Task instructions:
Gather every line from the entries below that includes "None".

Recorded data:
——

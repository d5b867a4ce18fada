//! In-game message encoding.

use log::debug;
use serde::Deserialize;

use crate::address::{Field, GameData};
use crate::rom::Rom;
use crate::{PatcherError, Result};

pub const NEXT: u16 = 0xFD00;
pub const NEWLINE: u16 = 0xFE00;
pub const END: u16 = 0xFF00;
const COLOR: u16 = 0x8100;

/// Codes at or above this have no entry in the width table.
const WIDTH_TABLE_LEN: usize = 0x4A0;
const DEFAULT_WIDTH: u16 = 10;
const SEED_HASH_LEN: usize = 8;
/// How far into the first file screen line to look for its newline.
const FILE_SCREEN_LINE_MAX: usize = 20;

#[derive(Copy, Clone, Debug, Eq, PartialEq, Ord, PartialOrd, Deserialize)]
pub enum Language {
    JapaneseKanji,
    JapaneseHiragana,
    English,
    German,
    French,
    Italian,
    Spanish,
}

impl Language {
    pub const ALL: [Language; 7] = [
        Language::JapaneseKanji,
        Language::JapaneseHiragana,
        Language::English,
        Language::German,
        Language::French,
        Language::Italian,
        Language::Spanish,
    ];

    pub fn index(self) -> usize {
        self as usize
    }
}

#[derive(Copy, Clone, Debug, Eq, PartialEq)]
pub enum MessageType {
    /// Wraps onto as many two-line pages as needed.
    Navigation,
    /// Exactly two lines; anything past them is dropped.
    Item,
}

/// Glyph code of a printable character.
pub fn char_code(c: char) -> Option<u16> {
    let code = match c {
        ' ' => 0x40,
        '!'..='9' => 0x41 + (c as u16 - '!' as u16),
        ':' => 0x5A,
        ';' => 0x5B,
        '?' => 0x5F,
        'A'..='Z' => 0x81 + (c as u16 - 'A' as u16),
        'a'..='z' => 0xC1 + (c as u16 - 'a' as u16),
        '\n' => NEWLINE,
        _ => return None,
    };
    Some(code)
}

fn escape_code(expr: &str) -> Result<u16> {
    let code = match expr {
        "NEXT" => NEXT,
        "NEWLINE" => NEWLINE,
        "END" => END,
        "OBJECTIVE" => 0xFB00,
        "/COLOR" => COLOR,
        "TARGET" => 0xE00,
        "GAME_START" => 0xB003,
        _ => {
            let value = expr
                .strip_prefix("COLOR=")
                .and_then(|hex| u16::from_str_radix(hex, 16).ok())
                .filter(|&v| v <= 0xFF);
            return value
                .map(|v| COLOR | v)
                .ok_or_else(|| PatcherError::Config(format!("unknown text expression [{}]", expr)));
        }
    };
    Ok(code)
}

/// Turns message strings into the game's 16-bit character stream.
pub trait TextEncoder {
    /// Encodes `text`, wrapping lines wider than `max_width` pixels and
    /// terminating the result with `END`.
    fn encode(&self, text: &str, kind: MessageType, max_width: u16) -> Result<Vec<u16>>;
}

/// Encoder backed by the glyph table and the ROM's character widths.
pub struct GlyphEncoder {
    widths: Vec<u8>,
}

impl GlyphEncoder {
    pub fn new(rom: &Rom, gd: &GameData) -> Result<Self> {
        let addr = gd.get(Field::CharacterWidths)?;
        Ok(Self {
            widths: rom.read_bytes(addr, WIDTH_TABLE_LEN)?.to_vec(),
        })
    }

    fn width(&self, code: u16) -> u16 {
        self.widths
            .get(code as usize)
            .map_or(DEFAULT_WIDTH, |&w| w as u16)
    }
}

impl TextEncoder for GlyphEncoder {
    fn encode(&self, text: &str, kind: MessageType, max_width: u16) -> Result<Vec<u16>> {
        let mut out = Vec::with_capacity(text.len() + 1);
        let mut line_width = 0u16;
        let mut width_since_break = 0u16;
        let mut line = 0;
        // Index of the last space, which becomes the line break on overflow.
        let mut prev_break: Option<usize> = None;
        let mut chars = text.chars();

        while let Some(c) = chars.next() {
            if c == '[' {
                let mut expr = String::new();
                let mut closed = false;
                for c in chars.by_ref() {
                    if c == ']' {
                        closed = true;
                        break;
                    }
                    expr.push(c);
                }
                if !closed {
                    return Err(PatcherError::Config(format!("unterminated text expression [{}", expr)));
                }
                out.push(escape_code(&expr)?);
                continue;
            }

            let code = char_code(c)
                .ok_or_else(|| PatcherError::Config(format!("character {:?} cannot be encoded", c)))?;
            let width = self.width(code);
            line_width += width;
            width_since_break += width;
            if c == ' ' {
                prev_break = Some(out.len());
                width_since_break = 0;
            }

            let mut extra = None;
            if line_width > max_width {
                line_width = width_since_break;
                width_since_break = 0;
                line += 1;
                extra = Some(NEWLINE);
            }
            if line > 1 {
                match kind {
                    MessageType::Navigation => {
                        line = 0;
                        extra = Some(NEXT);
                    }
                    MessageType::Item => break,
                }
            }

            if let Some(extra) = extra {
                match prev_break.take() {
                    // The space itself overflowed; it becomes the break. The
                    // pushed break is final, so a later overflow on the same
                    // word inserts a new break instead of moving this one.
                    Some(idx) if idx >= out.len() => {
                        out.push(extra);
                        continue;
                    }
                    Some(idx) => out[idx] = extra,
                    None => out.push(extra),
                }
            }
            out.push(code);
        }

        if kind == MessageType::Item && !out.contains(&NEWLINE) {
            out.push(NEWLINE);
        }
        out.push(END);
        Ok(out)
    }
}

/// Replaces the first file screen line of every language with the seed hash,
/// centered within the line's original length.
pub fn write_seed_hash(rom: &mut Rom, gd: &GameData, seed_hash: &str) -> Result<()> {
    let codes = seed_hash
        .chars()
        .map(|c| {
            if c.is_ascii_digit() || c.is_ascii_uppercase() {
                char_code(c)
            } else {
                None
            }
        })
        .collect::<Option<Vec<u16>>>()
        .filter(|codes| codes.len() == SEED_HASH_LEN)
        .ok_or_else(|| PatcherError::Config(format!("invalid seed hash {:?}", seed_hash)))?;

    let lang_ptrs = gd.get(Field::FileScreenTextPtrs)?;
    for lang in Language::ALL {
        let text_ptrs = rom.read_ptr(lang_ptrs + lang.index() * 4)?;
        let addr = rom.read_ptr(text_ptrs)?;
        let mut line_len = None;
        for i in 0..FILE_SCREEN_LINE_MAX {
            if rom.read_u16(addr + i * 2)? == NEWLINE {
                line_len = Some(i);
                break;
            }
        }
        let line_len = line_len.filter(|&len| len >= SEED_HASH_LEN).ok_or_else(|| {
            PatcherError::Invariant(format!("{:?} file screen text at {:#X} has no usable first line", lang, addr))
        })?;

        let pad_left = (line_len - SEED_HASH_LEN) / 2;
        let space = 0x40;
        let line = (0..line_len).map(|i| match i.checked_sub(pad_left) {
            Some(j) if j < SEED_HASH_LEN => codes[j],
            _ => space,
        });
        for (i, code) in line.enumerate() {
            rom.write_u16(addr + i * 2, code)?;
        }
        debug!("Wrote seed hash for {:?} at {:#X}", lang, addr);
    }
    Ok(())
}

#[cfg(test)]
mod tests {
    use super::*;
    use crate::testutil::{Fixture, CHARACTER_WIDTHS, FILE_SCREEN_TEXT_PTRS};

    /// Every glyph is 8 pixels wide.
    fn encoder(fx: &mut Fixture) -> GlyphEncoder {
        fx.rom.write_bytes(CHARACTER_WIDTHS, &[8; WIDTH_TABLE_LEN]).unwrap();
        GlyphEncoder::new(&fx.rom, &fx.gd()).unwrap()
    }

    fn decode(codes: &[u16]) -> String {
        codes
            .iter()
            .map(|&code| match code {
                NEWLINE => '|',
                NEXT => '>',
                END => '$',
                _ => (b' '..=b'z')
                    .map(char::from)
                    .find(|&c| char_code(c) == Some(code))
                    .unwrap_or('#'),
            })
            .collect()
    }

    #[test]
    fn glyph_table() {
        assert_eq!(char_code(' '), Some(0x40));
        assert_eq!(char_code('0'), Some(0x50));
        assert_eq!(char_code('9'), Some(0x59));
        assert_eq!(char_code('.'), Some(0x4E));
        assert_eq!(char_code('A'), Some(0x81));
        assert_eq!(char_code('z'), Some(0xDA));
        assert_eq!(char_code('<'), None);
        assert_eq!(char_code('é'), None);
    }

    #[test]
    fn escapes() {
        let mut fx = Fixture::new();
        let enc = encoder(&mut fx);
        let codes = enc
            .encode("[GAME_START]A[COLOR=3]B[/COLOR]", MessageType::Navigation, 224)
            .unwrap();
        assert_eq!(codes, vec![0xB003, 0x81, 0x8103, 0x82, 0x8100, END]);
        assert!(enc.encode("[BOGUS]", MessageType::Navigation, 224).is_err());
        assert!(enc.encode("<", MessageType::Navigation, 224).is_err());
        assert!(enc.encode("A[NEXT", MessageType::Navigation, 224).is_err());
    }

    #[test]
    fn navigation_wraps_at_spaces_and_pages() {
        let mut fx = Fixture::new();
        let enc = encoder(&mut fx);
        // Four glyphs per line.
        let codes = enc.encode("AB CD EF GH", MessageType::Navigation, 32).unwrap();
        assert_eq!(decode(&codes), "AB|CD>EF|GH$");
    }

    #[test]
    fn overflowing_space_becomes_the_break() {
        let mut fx = Fixture::new();
        let enc = encoder(&mut fx);
        let codes = enc.encode("ABCD EF", MessageType::Navigation, 32).unwrap();
        assert_eq!(decode(&codes), "ABCD|EF$");
    }

    #[test]
    fn break_from_overflowing_space_is_not_moved() {
        let mut fx = Fixture::new();
        let enc = encoder(&mut fx);
        let codes = enc.encode("ABCD EFGHIJKL", MessageType::Navigation, 32).unwrap();
        assert_eq!(decode(&codes), "ABCD|EFGH>I|JKL$");
    }

    #[test]
    fn item_messages_have_two_lines() {
        let mut fx = Fixture::new();
        let enc = encoder(&mut fx);
        let short = enc.encode("AB", MessageType::Item, 32).unwrap();
        assert_eq!(decode(&short), "AB|$");
        let long = enc.encode("AB CD EF GH", MessageType::Item, 32).unwrap();
        assert_eq!(decode(&long), "AB|CD E$");
    }

    #[test]
    fn seed_hash_is_centered_in_each_language() {
        let mut fx = Fixture::new();
        for lang in 0..7 {
            let ptrs = fx.alloc(4);
            let text = fx.alloc(40);
            fx.rom.write_ptr(FILE_SCREEN_TEXT_PTRS + lang * 4, ptrs).unwrap();
            fx.rom.write_ptr(ptrs, text).unwrap();
            for i in 0..12 {
                fx.rom.write_u16(text + i * 2, 0x81).unwrap();
            }
            fx.rom.write_u16(text + 24, NEWLINE).unwrap();
        }
        let gd = GameData::new(&fx.table, &fx.rom);
        write_seed_hash(&mut fx.rom, &gd, "AB12CD34").unwrap();

        let ptrs = fx.rom.read_ptr(FILE_SCREEN_TEXT_PTRS + 2 * 4).unwrap();
        let text = fx.rom.read_ptr(ptrs).unwrap();
        let line: Vec<u16> = (0..13).map(|i| fx.rom.read_u16(text + i * 2).unwrap()).collect();
        assert_eq!(decode(&line), "  AB12CD34  |");

        assert!(write_seed_hash(&mut fx.rom, &gd, "ab12cd34").is_err());
        assert!(write_seed_hash(&mut fx.rom, &gd, "AB12").is_err());
    }

    #[test]
    fn seed_hash_needs_a_line_break() {
        let mut fx = Fixture::new();
        let text = fx.alloc(64);
        for lang in 0..7 {
            fx.rom.write_ptr(FILE_SCREEN_TEXT_PTRS + lang * 4, FILE_SCREEN_TEXT_PTRS + 0x100).unwrap();
        }
        fx.rom.write_ptr(FILE_SCREEN_TEXT_PTRS + 0x100, text).unwrap();
        let gd = GameData::new(&fx.table, &fx.rom);
        assert!(matches!(
            write_seed_hash(&mut fx.rom, &gd, "AB12CD34"),
            Err(PatcherError::Invariant(_))
        ));
    }
}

——

Exercise result:
        _ => return None,
        let mut prev_break: Option<usize> = None;
            let mut extra = None;
                    None => out.push(extra),
                None
        let mut line_len = None;
        assert_eq!(char_code('<'), None);
        assert_eq!(char_code('é'), None);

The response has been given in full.